Compared to the chemical functionalization of the fullerenes, one of the advantages from the use of host-guest system is the possibility to tune the stability of the complex in aqueous media. The tuning can be achieved by acting only on the host system, which is the protein. Evaluating the behavior of C60@proteins at different pH’s and physiological conditions, it was found that the stability of the hybrid in aqueous media was completely governed by the protein. To understand if proteins pH sensitivity was retained, acid-basic titration was performed. Zeta potential and UV-Vis spectra were obtained. The correlation between zeta potential and pH gives information about the behavior of the complex for possible future in vivo experiments, since pH varies in different compartments of the organisms. Moreover, the greater the range of pH stability the wider the conditions for subsequent manipulation of the adduct. pH dependent zeta potential trends of C60@trypsin and C60@pepsin are shown in Figure 5.
Figure 5

Zeta potential of C60@trypsin (in red) and C60@pepsin (in blue) hybrids as a function of the pH in aqueous solution. Standard deviations are shown in the error bars.

The isoelectric points (IEP) of both adducts resulted slightly shifted to values of pH’s closer to neutrality with respect to IEP of the pristine proteins. This phenomenon can be attributed to a reduced accessibility to pH sensitive groups upon fullerene complexation. A further effect is related to the local change of the environment polarity, which could slightly perturb the pKa of few charged residues. Electrostatic repulsion and steric hindrance are two of the major mechanisms active in the dispersion of fullerene in protein solutions.

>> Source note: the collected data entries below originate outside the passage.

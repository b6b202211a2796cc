//! Rexster payload adapters
//!
//! Rexster spells identity out in underscore-prefixed fields:
//! `{"_id": 1, "_type": "vertex", "name": "James"}`, with edges adding
//! `_outV`, `_inV` and `_label`. Everything else at the top level is
//! property data. Responses wrap their payload in a `results` envelope,
//! with `totalSize` on listings.

use serde_json::Value as JsonValue;
use std::collections::BTreeMap;

use trellis_core::record::{parse_content, Records};
use trellis_core::{
    BaseType, ElementId, HttpResponse, IndexKind, JsonMap, Record, Response, Result, Results,
};

/// Rexster path segment for a base type
pub fn class_segment(base: BaseType) -> &'static str {
    match base {
        BaseType::Vertex => "vertices",
        BaseType::Edge => "edges",
    }
}

/// Index classes come back either as `vertex` or as a Blueprints class name
fn parse_class(raw: &str) -> Option<BaseType> {
    let short = raw.rsplit('.').next().unwrap_or(raw);
    BaseType::parse(&short.to_ascii_lowercase())
}

/// One vertex, edge or index descriptor
#[derive(Debug, Clone)]
pub struct RexsterRecord {
    raw: JsonValue,
    root: String,
}

impl RexsterRecord {
    /// `root` is the graph URI the record's locator is built from
    pub fn new(raw: JsonValue, root: impl Into<String>) -> Self {
        Self {
            raw,
            root: root.into(),
        }
    }

    fn field(&self, key: &str) -> Option<&JsonValue> {
        self.raw.get(key)
    }

    fn str_field(&self, key: &str) -> Option<&str> {
        self.field(key).and_then(JsonValue::as_str)
    }
}

impl Record for RexsterRecord {
    fn raw(&self) -> &JsonValue {
        &self.raw
    }

    fn id(&self) -> Option<ElementId> {
        self.field("_id").and_then(ElementId::from_json)
    }

    fn base_type(&self) -> Option<BaseType> {
        self.str_field("_type").and_then(BaseType::parse)
    }

    fn data(&self) -> JsonMap {
        match &self.raw {
            JsonValue::Object(map) => map
                .iter()
                .filter(|(key, _)| !key.starts_with('_'))
                .map(|(key, value)| (key.clone(), value.clone()))
                .collect(),
            _ => JsonMap::new(),
        }
    }

    fn uri(&self) -> Option<String> {
        let base = self.base_type()?;
        let id = self.id()?;
        Some(format!("{}/{}/{}", self.root.trim_end_matches('/'), class_segment(base), id))
    }

    fn out_v(&self) -> Option<ElementId> {
        self.field("_outV").and_then(ElementId::from_json)
    }

    fn in_v(&self) -> Option<ElementId> {
        self.field("_inV").and_then(ElementId::from_json)
    }

    fn label(&self) -> Option<String> {
        self.str_field("_label").map(str::to_string)
    }

    fn index_name(&self) -> Option<String> {
        self.str_field("name").map(str::to_string)
    }

    fn index_class(&self) -> Option<BaseType> {
        self.str_field("class").and_then(parse_class)
    }

    /// Manual indices report no kind of their own
    fn index_kind(&self) -> Option<IndexKind> {
        match self.str_field("type") {
            Some("automatic") => Some(IndexKind::Automatic),
            _ => None,
        }
    }
}

/// Outcome of one Rexster call
#[derive(Debug, Clone)]
pub struct RexsterResponse {
    status: u16,
    headers: BTreeMap<String, String>,
    content: Option<JsonValue>,
    root: String,
}

impl RexsterResponse {
    /// Parse an HTTP response that already passed status handling
    pub fn from_http(response: HttpResponse, root: impl Into<String>) -> Result<Self> {
        Ok(Self {
            status: response.status,
            content: parse_content(&response.body)?,
            headers: response.headers,
            root: root.into(),
        })
    }

    /// A response assembled client-side, wrapped like a server reply
    pub fn synthetic(results: JsonValue, root: impl Into<String>) -> Self {
        Self {
            status: 200,
            headers: BTreeMap::new(),
            content: Some(serde_json::json!({ "results": results })),
            root: root.into(),
        }
    }

    /// `totalSize` as reported by the server
    pub fn reported_total(&self) -> Option<u64> {
        self.content.as_ref()?.get("totalSize")?.as_u64()
    }

    fn boxed(&self, raw: JsonValue) -> Box<dyn Record> {
        Box::new(RexsterRecord::new(raw, self.root.clone()))
    }
}

impl Response for RexsterResponse {
    fn status(&self) -> u16 {
        self.status
    }

    fn headers(&self) -> &BTreeMap<String, String> {
        &self.headers
    }

    fn content(&self) -> Option<&JsonValue> {
        self.content.as_ref()
    }

    fn results(&self) -> Results {
        let results = self.content.as_ref().and_then(|content| content.get("results"));
        match results {
            Some(JsonValue::Array(items)) => match items.len() {
                0 => Results::Empty,
                1 => Results::One(self.boxed(items[0].clone())),
                total => {
                    let root = self.root.clone();
                    let records = items
                        .clone()
                        .into_iter()
                        .map(move |raw| {
                            Box::new(RexsterRecord::new(raw, root.clone())) as Box<dyn Record>
                        });
                    Results::Many(Records::new(records, total))
                }
            },
            Some(raw @ JsonValue::Object(_)) => Results::One(self.boxed(raw.clone())),
            _ => Results::Empty,
        }
    }
}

At pH values different from the isoelectric point (IEP), the charge distribution on the atoms of the proteins makes the protein-stabilized C60 repel each other. For pH values closer to the IEP, the electrostatic repulsion between the proteins/adducts becomes minimal. The stability of possible aggregates is governed only by steric hindrance. For C60@pepsin complexes at pH values close to IEP (2.7 and 4.5), aggregation phenomena occurred after few minutes. C60@trypsin complexes did not aggregate also for pH values close to the IEP. Around the IEP, for C60@trypsin, protein steric repulsion provides a barrier to prevent fullerene aggregation. The maximum stability for individual C60@pepsin complexes was obtained in neutral and basic conditions. Absorption spectra performed on the same samples did not show changes of shape and intensity (Figure 6) between the different samples. After three months, C60@pepsin is perfectly stable while for C60@trypsin, more than 90% of the initial dispersed fullerene is detected (Figure S4).
Figure 6

UV-Vis absorption spectra of (a) C60@trypsin and (b) C60@pepsin in water (black lines) and PBS (red lines). Black dots represent the absorbance of fullerene diagnostic band (341 nm) of the hybrids at different pH values (top axis).

Comparison of the absorption spectra of C60@trypsin (Figure 6a) and C60@pepsin (Figure 6b) in water and phosphate-buffered saline solution shows that the hybrids are stable also in physiologically relevant conditions (represented by PBS). This is an important difference with other C60 adducts, for instance fullerenes dispersed by cyclodextrins rapidly precipitates when NaCl is added [62]. On the opposite, proteins are stable in a “salty environment” that represents their physiological condition. These results suggest that fine-tuning of the net charge of the complex is possible and therefore it should also be possible to take advantage of the nature of each protein to create optimal C60-protein systems as a function of the pH. Tuning the net charge of the protein used to host the C60 molecule it is possible to governs its interactions with cellular and bacterial surface, controlling C60 toxicity [63,64,65,66].